No, I don't go to the door. I don't get up from the chair. I don't cry nor think about it.
All I can do is stare strait ahead, until this unruly path of life comes to an end.

G R A C I E

I scream as they drag me down the halls, finally releasing me from the dark room that I've spent hours in, now alone. They're probably only taking me to somewhere worse, somewhere where I'll feel even more lonely. We were so close, but I didn't make it.
All I could think about was a good life with Dustin, and now the hope for that is gone. I thought about us becoming best friends, maybe something even more. I thought about us eating lunch together with all of his friends, holding hands in the school hallways. I thought about us living happily, despite what we've been through. My thoughts had been interrupted by the feeling of strong arms pulling me back, the sight of his face as he looked back at me, and the sound of the closing doors that separated me from him and my freedom. I knew him for two days, but it feels like I knew him for a lifetime. All I can hope is that he doesn't come back for me.

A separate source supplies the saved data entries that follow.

#[cfg(test)]
mod tests {
    use super::*;
    use tempfile::TempDir;

    fn setup() -> (TempDir, PageCache) {
        let temp_dir = tempfile::tempdir().unwrap();
        (temp_dir, PageCache::new(PagedFileManager::new()))
    }

    #[test]
    fn test_record_survives_shutdown() {
        let (temp_dir, mut cache) = setup();
        let path = temp_dir.path().join("a.list");

        cache.create_file(&path).unwrap();
        cache.set_page_count(&path, 2).unwrap();
        cache.write_record(&path, 1, b"hello pages").unwrap();
        cache.shutdown().unwrap();
        assert_eq!(cache.mapped_pages(), 0);

        let mut reopened = PageCache::new(PagedFileManager::new());
        assert_eq!(reopened.get_page_count(&path).unwrap(), 2);
        assert_eq!(reopened.read_record(&path, 1).unwrap(), b"hello pages");
    }

    #[test]
    fn test_overflow_leaves_page_untouched() {
        let (temp_dir, mut cache) = setup();
        let path = temp_dir.path().join("a.list");

        cache.create_file(&path).unwrap();
        cache.set_page_count(&path, 1).unwrap();
        cache.write_record(&path, 0, b"small").unwrap();

        let too_big = vec![7u8; MAX_RECORD_LEN + 1];
        let result = cache.write_record(&path, 0, &too_big);
        assert!(matches!(result, Err(FileError::PageOverflow { .. })));
        assert_eq!(cache.read_record(&path, 0).unwrap(), b"small");

        let exact = vec![9u8; MAX_RECORD_LEN];
        cache.write_record(&path, 0, &exact).unwrap();
        assert_eq!(cache.read_record(&path, 0).unwrap().len(), MAX_RECORD_LEN);
    }

    #[test]
    fn test_page_past_end_is_an_error() {
        let (temp_dir, mut cache) = setup();
        let path = temp_dir.path().join("a.list");

        cache.create_file(&path).unwrap();
        cache.set_page_count(&path, 1).unwrap();
        let result = cache.page(&path, 1);
        assert!(matches!(
            result,
            Err(FileError::PageNotFound {
                page: 1,
                page_count: 1,
                ..
            })
        ));
    }

    #[test]
    fn test_segments_span_page_boundaries() {
        let (temp_dir, mut cache) = setup();
        let path = temp_dir.path().join("a.hash.directory");

        cache.create_file(&path).unwrap();
        cache.set_page_count(&path, 3).unwrap();

        let bytes: Vec<u8> = (0..PAGE_SIZE + 100).map(|i| (i % 251) as u8).collect();
        let start = PAGE_SIZE as u64 - 50;
        cache.set_file_segment(&path, &bytes, start).unwrap();

        let read = cache.get_file(&path, start, Some(bytes.len() as u64)).unwrap();
        assert_eq!(read, bytes);

        let whole = cache.get_file(&path, 0, None).unwrap();
        assert_eq!(whole.len(), 3 * PAGE_SIZE);
        assert_eq!(&whole[start as usize..start as usize + bytes.len()], &bytes[..]);
    }

    #[test]
    fn test_copy_within_file_grows_file() {
        let (temp_dir, mut cache) = setup();
        let path = temp_dir.path().join("a.hash.directory");

        let original: Vec<u8> = (0..PAGE_SIZE).map(|i| (i % 13) as u8).collect();
        cache.set_file(&path, &original).unwrap();
        assert_eq!(cache.get_page_count(&path).unwrap(), 1);

        cache
            .copy_within_file(&path, 0, PAGE_SIZE as u64, PAGE_SIZE as u64)
            .unwrap();
        assert_eq!(cache.get_page_count(&path).unwrap(), 2);
        assert_eq!(
            cache.get_file(&path, PAGE_SIZE as u64, None).unwrap(),
            original
        );
    }

    #[test]
    fn test_copy_within_file_overlapping() {
        let (temp_dir, mut cache) = setup();
        let path = temp_dir.path().join("a.bin");

        let original: Vec<u8> = (0..100u8).collect();
        cache.set_file(&path, &original).unwrap();
        cache.copy_within_file(&path, 0, 100, 10).unwrap();

        let read = cache.get_file(&path, 0, Some(110)).unwrap();
        assert_eq!(&read[..10], &original[..10]);
        assert_eq!(&read[10..], &original[..]);
    }

    #[test]
    fn test_shrink_unmaps_truncated_pages() {
        let (temp_dir, mut cache) = setup();
        let path = temp_dir.path().join("a.list");

        cache.create_file(&path).unwrap();
        cache.set_page_count(&path, 4).unwrap();
        cache.write_record(&path, 3, b"doomed").unwrap();
        cache.write_record(&path, 0, b"kept").unwrap();

        cache.set_page_count(&path, 1).unwrap();
        assert!(matches!(
            cache.page(&path, 3),
            Err(FileError::PageNotFound { .. })
        ));
        assert_eq!(cache.read_record(&path, 0).unwrap(), b"kept");

        cache.set_page_count(&path, 4).unwrap();
        assert_eq!(cache.read_record(&path, 3).unwrap(), b"");
    }

    #[test]
    fn test_lru_bounds_live_mappings() {
        let temp_dir = tempfile::tempdir().unwrap();
        let mut cache = PageCache::with_capacity(PagedFileManager::new(), 2);
        let path = temp_dir.path().join("a.list");

        cache.create_file(&path).unwrap();
        cache.set_page_count(&path, 8).unwrap();
        for page in 0..8u32 {
            cache.write_record(&path, page, &page.to_le_bytes()).unwrap();
        }
        assert!(cache.mapped_pages() <= 2);

        for page in 0..8u32 {
            assert_eq!(cache.read_record(&path, page).unwrap(), page.to_le_bytes());
        }
    }

    #[test]
    fn test_remove_file_drops_mappings() {
        let (temp_dir, mut cache) = setup();
        let path = temp_dir.path().join("a.item");

        cache.set_file(&path, b"value").unwrap();
        assert_eq!(cache.mapped_pages(), 1);

        cache.remove_file(&path).unwrap();
        assert!(!path.exists());
        assert_eq!(cache.mapped_pages(), 0);
        assert!(matches!(
            cache.get_page_count(&path),
            Err(FileError::FileNotFound(_))
        ));
    }

    #[test]
    fn test_set_file_resizes() {
        let (temp_dir, mut cache) = setup();
        let path = temp_dir.path().join("a.item");

        cache.set_file(&path, &vec![1u8; 2 * PAGE_SIZE + 1]).unwrap();
        assert_eq!(cache.get_page_count(&path).unwrap(), 3);

        cache.set_file(&path, b"short").unwrap();
        assert_eq!(cache.get_page_count(&path).unwrap(), 1);
        assert_eq!(cache.get_file(&path, 0, Some(5)).unwrap(), b"short");
    }
}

"Let me go!" I scream, kicking at their legs. I know it won't do anything, but why not try. "What is wrong with you all! What did I ever do-"
Before I can say anything else, a gag is wrapped around my mouth and I am being placed into a big chair. They strap my arms to the sides of it, and shine a light in my face. I try to kick my legs around, but they strap those down too. I basically have no more hope. Who knows, I could die in here. I kind of hope I die in here if I can't make it out.

The two men walk out of the room, and in walks a young man. He has a bit of a mustache, and only looks about seventeen. His eyes are still filled with cruelty, that's something you definitely can't miss about him.

"Hello, I am an assistant of the new doctor. I am here to help you, to give you the key to unlock so many secrets that lie deep within you. I know you are powerful, and if you allow us to do so, we can unleash it. I know that you are aware of the truth, and we are to. Just trust us, and we will give you everything." He walks up to me, pulling the gag off my mouth. I resist the urge to spit on him.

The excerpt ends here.